3. The taxpayer establishes that the transaction satisfies any other conditions that the department considers relevant, based on the facts and circumstances, to determine that the primary motivation for the transaction was one or more business purposes other than the avoidance or reduction of state income or franchise taxes; that the transaction changed the economic position of the taxpayer in a meaningful way apart from tax effects; and that the interest expenses, rental expenses, intangible expenses, or management fees were paid, accrued, or incurred using terms that reflect an arm's-length relationship.
(b) Notwithstanding par. (a), the deductions provided under ss. 71.05 (6) (b) 45., 71.26 (2) (a) 8., 71.34 (1k) (k), and 71.45 (2) (a) 17. shall not be allowed for any interest expenses, rental expenses, intangible expenses, or management fees that are directly or indirectly paid, accrued, or incurred to, or in connection directly or indirectly with one or more direct or indirect transactions with, one or more related entities, if the aggregate amount paid, accrued, or incurred for those related entity transactions is not disclosed on a separate form prescribed by the department in the manner prescribed by the department.
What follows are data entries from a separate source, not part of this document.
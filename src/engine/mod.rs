// src/engine/mod.rs

//! Orchestration engine for taskorch.
//!
//! This module ties together:
//! - the readiness calculator (which tasks may run)
//! - the ready queue (which of those runs next, by priority)
//! - the task status machine (lifecycle gate and history)
//! - the main runtime event loop that reacts to:
//!   - task completion events from the executor
//!   - artifact changes during verification
//!   - verification outcomes from the router
//!   - retry / cancel requests and shutdown signals
//!
//! The pure core state machine lives in [`core`]; the async/IO shell is
//! implemented in [`runtime`].

use crate::verify::VerificationOutcome;

/// Canonical task identifier used throughout the engine.
pub type TaskId = String;

/// Outcome of a task process for the orchestrator.
#[derive(Debug, Clone, Copy, PartialEq, Eq)]
pub enum TaskOutcome {
    Success,
    Failed(i32),
}

/// Runtime options used by both the core and the async shell.
#[derive(Debug, Clone, Copy)]
pub struct RuntimeOptions {
    /// Maximum number of tasks executing at the same time.
    pub max_parallel: usize,
    /// If true, exit the runtime once nothing is executing, verifying or
    /// dispatchable.
    pub exit_when_idle: bool,
}

impl Default for RuntimeOptions {
    fn default() -> Self {
        Self {
            max_parallel: 1,
            exit_when_idle: true,
        }
    }
}

/// Events flowing into the runtime from the executor, the router, etc.
#[derive(Debug, Clone)]
pub enum RuntimeEvent {
    /// A task's work finished with a concrete outcome.
    TaskFinished {
        task: TaskId,
        outcome: TaskOutcome,
        changed_files: Vec<String>,
    },
    /// Further artifact changes were observed for a task under verification.
    ArtifactsChanged { task: TaskId, files: Vec<String> },
    /// The verification router produced a decision.
    VerificationFinished(VerificationOutcome),
    /// Operator request to retry a failed task.
    RetryTask { task: TaskId },
    /// Operator request to cancel a task.
    CancelTask { task: TaskId, reason: String },
    /// Graceful shutdown requested (e.g. Ctrl-C).
    ShutdownRequested,
}

pub mod core;
pub mod event_handlers;
pub mod queue;
pub mod runtime;
pub mod status;

pub use core::Orchestrator;
pub use event_handlers::{CoreCommand, CoreStep, ScheduledTask};
pub use queue::PriorityQueue;
pub use runtime::Runtime;
pub use status::{StatusHistoryEntry, StatusTrigger, TaskStatus, TaskStatusMachine};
(24) Throwback transition. For persons subject to tax under this chapter whose sales factor includes sales under s. 71.04 (7) (a) or 71.25 (9) (a), the department shall deem timely paid the estimated tax payments attributable to the difference between the person's tax liability for the taxable year and the person's tax liability for the taxable year computed under ch. 71, 2007 stats., for installments that become due during the period beginning on January 1, 2009, and ending on July 1, 2009, provided that such estimated tax payments are paid by the next installment due date that follows in sequence following July 1, 2009. However, if the next installment due date that follows in sequence following July 1, 2009, is less than 45 days after July 1, 2009, such estimated tax payments, in addition to the payment due less than 45 days after July 1, 2009, shall be deemed timely paid if paid by the next subsequent installment due date.
(25) Net operating and business loss carry-forward and carry-back.
(a) No offset of Wisconsin income may be made under s. 71.05 (8) (b) 1., 71.26 (4) (a), or 71.45 (4) (a) unless the incurred loss was computed on a return that was filed within 4 years of the unextended due date for filing the original return for the taxable year in which the loss was incurred.
(b) No carry-back of a loss may be allowed under s. 71.05 (8) (b) 1. unless claimed within 4 years of the unextended due date for filing the original return for the taxable year to which the loss is carried back.
History: 1987 a. 312; 1987 a. 411 ss. 70, 189 to 192; 1989 a. 31; 1991 a. 39, 301; 1993 a. 205; 1995 a. 27, 404, 418; 1997 a. 27, 39, 291; 2001 a. 44, 102; 2003 a. 33; 2005 a. 49; 2007 a. 20, 226; 2009 a. 2, 28, 276; 2013 a. 20, 349; 2015 a. 55, 218, 295; 2017 a. 59, 231, 324.